| Problem statement |
Report back every line from the entries below in which the word "total" occurs.

[Stored data entries]
-- Opening Marker --

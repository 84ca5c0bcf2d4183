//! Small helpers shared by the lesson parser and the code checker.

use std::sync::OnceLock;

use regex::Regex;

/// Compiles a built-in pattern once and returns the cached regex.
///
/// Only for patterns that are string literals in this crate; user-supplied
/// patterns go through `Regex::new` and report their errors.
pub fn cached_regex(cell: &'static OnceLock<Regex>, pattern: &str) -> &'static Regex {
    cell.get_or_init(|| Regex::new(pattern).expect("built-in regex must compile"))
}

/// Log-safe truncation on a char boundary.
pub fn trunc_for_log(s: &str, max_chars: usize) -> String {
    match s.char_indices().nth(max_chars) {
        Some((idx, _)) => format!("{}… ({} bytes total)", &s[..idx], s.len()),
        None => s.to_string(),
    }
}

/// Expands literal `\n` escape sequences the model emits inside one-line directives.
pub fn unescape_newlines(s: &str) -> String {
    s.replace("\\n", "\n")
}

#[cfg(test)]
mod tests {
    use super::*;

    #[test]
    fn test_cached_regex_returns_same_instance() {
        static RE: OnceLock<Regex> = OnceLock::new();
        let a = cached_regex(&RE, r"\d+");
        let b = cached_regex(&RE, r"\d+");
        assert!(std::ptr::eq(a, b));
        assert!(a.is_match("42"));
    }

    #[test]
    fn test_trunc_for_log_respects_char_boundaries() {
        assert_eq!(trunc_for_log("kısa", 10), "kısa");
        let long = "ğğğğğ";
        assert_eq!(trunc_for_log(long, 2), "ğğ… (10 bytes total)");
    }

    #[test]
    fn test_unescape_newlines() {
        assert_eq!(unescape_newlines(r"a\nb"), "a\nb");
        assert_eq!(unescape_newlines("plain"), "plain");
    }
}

-- Closing Marker --
-- Opening Marker --

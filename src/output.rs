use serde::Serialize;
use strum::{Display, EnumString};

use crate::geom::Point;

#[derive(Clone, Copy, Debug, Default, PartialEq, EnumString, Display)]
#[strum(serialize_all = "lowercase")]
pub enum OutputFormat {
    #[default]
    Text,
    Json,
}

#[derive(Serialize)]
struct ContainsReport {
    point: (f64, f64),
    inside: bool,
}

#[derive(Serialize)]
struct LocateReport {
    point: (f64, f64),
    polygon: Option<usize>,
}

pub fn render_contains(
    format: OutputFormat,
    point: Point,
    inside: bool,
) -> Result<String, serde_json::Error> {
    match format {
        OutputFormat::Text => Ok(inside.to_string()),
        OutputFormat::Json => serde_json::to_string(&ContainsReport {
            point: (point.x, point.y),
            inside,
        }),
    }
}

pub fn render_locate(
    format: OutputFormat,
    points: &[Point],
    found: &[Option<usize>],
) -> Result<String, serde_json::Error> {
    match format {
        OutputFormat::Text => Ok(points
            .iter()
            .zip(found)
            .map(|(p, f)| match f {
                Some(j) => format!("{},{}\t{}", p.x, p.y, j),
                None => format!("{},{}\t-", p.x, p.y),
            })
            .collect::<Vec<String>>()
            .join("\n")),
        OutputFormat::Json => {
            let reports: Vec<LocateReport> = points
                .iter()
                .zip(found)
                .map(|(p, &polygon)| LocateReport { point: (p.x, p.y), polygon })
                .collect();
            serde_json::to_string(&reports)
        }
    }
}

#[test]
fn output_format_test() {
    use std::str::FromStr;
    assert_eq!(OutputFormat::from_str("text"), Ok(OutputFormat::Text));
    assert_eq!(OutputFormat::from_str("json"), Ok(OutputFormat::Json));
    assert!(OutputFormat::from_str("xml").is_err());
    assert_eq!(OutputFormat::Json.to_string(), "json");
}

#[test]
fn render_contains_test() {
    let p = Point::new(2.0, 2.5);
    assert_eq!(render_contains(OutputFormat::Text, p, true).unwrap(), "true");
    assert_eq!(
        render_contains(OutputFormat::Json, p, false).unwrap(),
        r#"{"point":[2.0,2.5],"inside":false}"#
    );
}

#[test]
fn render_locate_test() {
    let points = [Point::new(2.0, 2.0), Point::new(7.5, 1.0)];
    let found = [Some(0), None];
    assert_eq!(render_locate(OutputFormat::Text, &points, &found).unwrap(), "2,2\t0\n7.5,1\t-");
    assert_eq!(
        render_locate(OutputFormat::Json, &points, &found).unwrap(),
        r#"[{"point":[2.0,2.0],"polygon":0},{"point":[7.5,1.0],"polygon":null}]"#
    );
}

-- Closing Marker --
-- Opening Marker --

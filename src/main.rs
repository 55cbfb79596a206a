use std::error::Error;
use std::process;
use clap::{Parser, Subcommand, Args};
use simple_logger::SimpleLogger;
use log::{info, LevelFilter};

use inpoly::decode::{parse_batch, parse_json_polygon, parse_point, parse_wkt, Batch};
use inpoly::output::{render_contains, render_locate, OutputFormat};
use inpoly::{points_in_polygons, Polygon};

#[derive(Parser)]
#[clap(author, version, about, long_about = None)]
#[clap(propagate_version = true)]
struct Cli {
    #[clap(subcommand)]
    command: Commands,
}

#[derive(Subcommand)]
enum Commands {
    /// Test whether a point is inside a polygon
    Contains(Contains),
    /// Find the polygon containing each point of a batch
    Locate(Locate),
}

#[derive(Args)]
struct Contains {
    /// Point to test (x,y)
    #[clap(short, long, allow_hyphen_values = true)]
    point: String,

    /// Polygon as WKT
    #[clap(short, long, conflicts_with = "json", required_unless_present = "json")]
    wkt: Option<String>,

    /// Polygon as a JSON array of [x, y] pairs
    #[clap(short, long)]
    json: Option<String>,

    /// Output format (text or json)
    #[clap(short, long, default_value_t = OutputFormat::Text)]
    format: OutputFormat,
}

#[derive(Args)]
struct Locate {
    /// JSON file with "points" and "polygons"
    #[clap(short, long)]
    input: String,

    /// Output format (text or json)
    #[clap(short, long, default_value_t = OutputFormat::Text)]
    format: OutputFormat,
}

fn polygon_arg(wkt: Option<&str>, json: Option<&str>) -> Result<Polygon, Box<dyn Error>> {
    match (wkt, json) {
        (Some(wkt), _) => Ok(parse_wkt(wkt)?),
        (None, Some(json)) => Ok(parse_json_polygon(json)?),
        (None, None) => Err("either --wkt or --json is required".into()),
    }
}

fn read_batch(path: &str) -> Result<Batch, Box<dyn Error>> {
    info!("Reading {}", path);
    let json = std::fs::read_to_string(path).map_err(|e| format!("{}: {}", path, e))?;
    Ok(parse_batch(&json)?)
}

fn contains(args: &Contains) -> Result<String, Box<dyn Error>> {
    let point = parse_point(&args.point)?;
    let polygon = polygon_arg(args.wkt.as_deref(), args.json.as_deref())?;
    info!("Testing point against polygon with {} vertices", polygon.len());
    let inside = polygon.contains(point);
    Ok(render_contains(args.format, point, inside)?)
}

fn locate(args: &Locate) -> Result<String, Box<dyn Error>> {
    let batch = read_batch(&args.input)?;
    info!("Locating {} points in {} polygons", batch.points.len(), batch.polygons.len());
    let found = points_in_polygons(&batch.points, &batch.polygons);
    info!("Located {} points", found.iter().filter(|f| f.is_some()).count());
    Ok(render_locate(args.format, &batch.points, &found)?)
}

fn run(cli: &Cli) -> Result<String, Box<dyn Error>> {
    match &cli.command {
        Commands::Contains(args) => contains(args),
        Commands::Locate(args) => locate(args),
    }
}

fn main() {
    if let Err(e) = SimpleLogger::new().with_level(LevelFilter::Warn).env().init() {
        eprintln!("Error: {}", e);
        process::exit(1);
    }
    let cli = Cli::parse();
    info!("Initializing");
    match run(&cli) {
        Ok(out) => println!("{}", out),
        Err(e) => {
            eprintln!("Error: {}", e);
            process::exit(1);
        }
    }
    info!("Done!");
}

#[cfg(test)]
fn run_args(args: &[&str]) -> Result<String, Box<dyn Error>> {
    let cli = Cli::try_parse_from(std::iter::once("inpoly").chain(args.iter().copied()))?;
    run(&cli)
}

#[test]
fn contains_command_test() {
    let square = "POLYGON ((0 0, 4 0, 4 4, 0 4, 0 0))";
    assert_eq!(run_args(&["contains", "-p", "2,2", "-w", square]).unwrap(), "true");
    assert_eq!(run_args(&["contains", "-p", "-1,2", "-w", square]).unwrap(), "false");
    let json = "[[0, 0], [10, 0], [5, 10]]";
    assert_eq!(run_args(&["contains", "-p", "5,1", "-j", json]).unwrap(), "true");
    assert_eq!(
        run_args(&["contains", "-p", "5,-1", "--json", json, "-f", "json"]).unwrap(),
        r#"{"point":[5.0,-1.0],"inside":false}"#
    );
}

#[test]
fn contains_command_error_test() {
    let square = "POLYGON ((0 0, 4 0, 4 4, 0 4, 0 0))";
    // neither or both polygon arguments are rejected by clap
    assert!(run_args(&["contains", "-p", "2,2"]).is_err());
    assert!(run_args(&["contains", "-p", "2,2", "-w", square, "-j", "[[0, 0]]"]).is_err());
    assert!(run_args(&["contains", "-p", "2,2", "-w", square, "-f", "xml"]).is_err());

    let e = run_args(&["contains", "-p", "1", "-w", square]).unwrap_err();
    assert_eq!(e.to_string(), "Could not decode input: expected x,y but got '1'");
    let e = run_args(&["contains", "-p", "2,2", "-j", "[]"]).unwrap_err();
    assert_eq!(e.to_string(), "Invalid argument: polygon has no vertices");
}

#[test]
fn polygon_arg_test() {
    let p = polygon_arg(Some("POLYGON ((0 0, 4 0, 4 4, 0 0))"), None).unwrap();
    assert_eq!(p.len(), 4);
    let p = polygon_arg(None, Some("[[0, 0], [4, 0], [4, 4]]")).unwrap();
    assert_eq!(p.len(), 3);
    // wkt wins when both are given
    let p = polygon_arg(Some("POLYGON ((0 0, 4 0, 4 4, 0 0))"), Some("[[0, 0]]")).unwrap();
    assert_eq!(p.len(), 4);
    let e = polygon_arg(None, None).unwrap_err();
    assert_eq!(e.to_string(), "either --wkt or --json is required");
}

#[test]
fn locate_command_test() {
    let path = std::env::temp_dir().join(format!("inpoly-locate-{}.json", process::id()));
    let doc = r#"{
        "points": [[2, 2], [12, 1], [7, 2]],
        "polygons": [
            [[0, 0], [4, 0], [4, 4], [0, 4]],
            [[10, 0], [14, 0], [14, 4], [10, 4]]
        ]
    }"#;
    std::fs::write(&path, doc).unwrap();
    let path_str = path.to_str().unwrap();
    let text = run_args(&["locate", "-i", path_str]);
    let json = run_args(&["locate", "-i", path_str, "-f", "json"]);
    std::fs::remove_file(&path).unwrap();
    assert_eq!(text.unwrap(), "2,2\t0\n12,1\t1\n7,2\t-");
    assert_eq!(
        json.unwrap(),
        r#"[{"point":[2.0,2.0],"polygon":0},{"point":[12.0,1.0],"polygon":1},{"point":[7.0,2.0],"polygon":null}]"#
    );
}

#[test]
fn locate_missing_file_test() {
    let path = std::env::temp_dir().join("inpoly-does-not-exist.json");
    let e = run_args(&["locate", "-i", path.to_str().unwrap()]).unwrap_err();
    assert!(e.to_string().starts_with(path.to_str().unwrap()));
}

-- Closing Marker --

| Written response |
        Some((idx, _)) => format!("{}… ({} bytes total)", &s[..idx], s.len()),
        assert_eq!(trunc_for_log(long, 2), "ğğ… (10 bytes total)");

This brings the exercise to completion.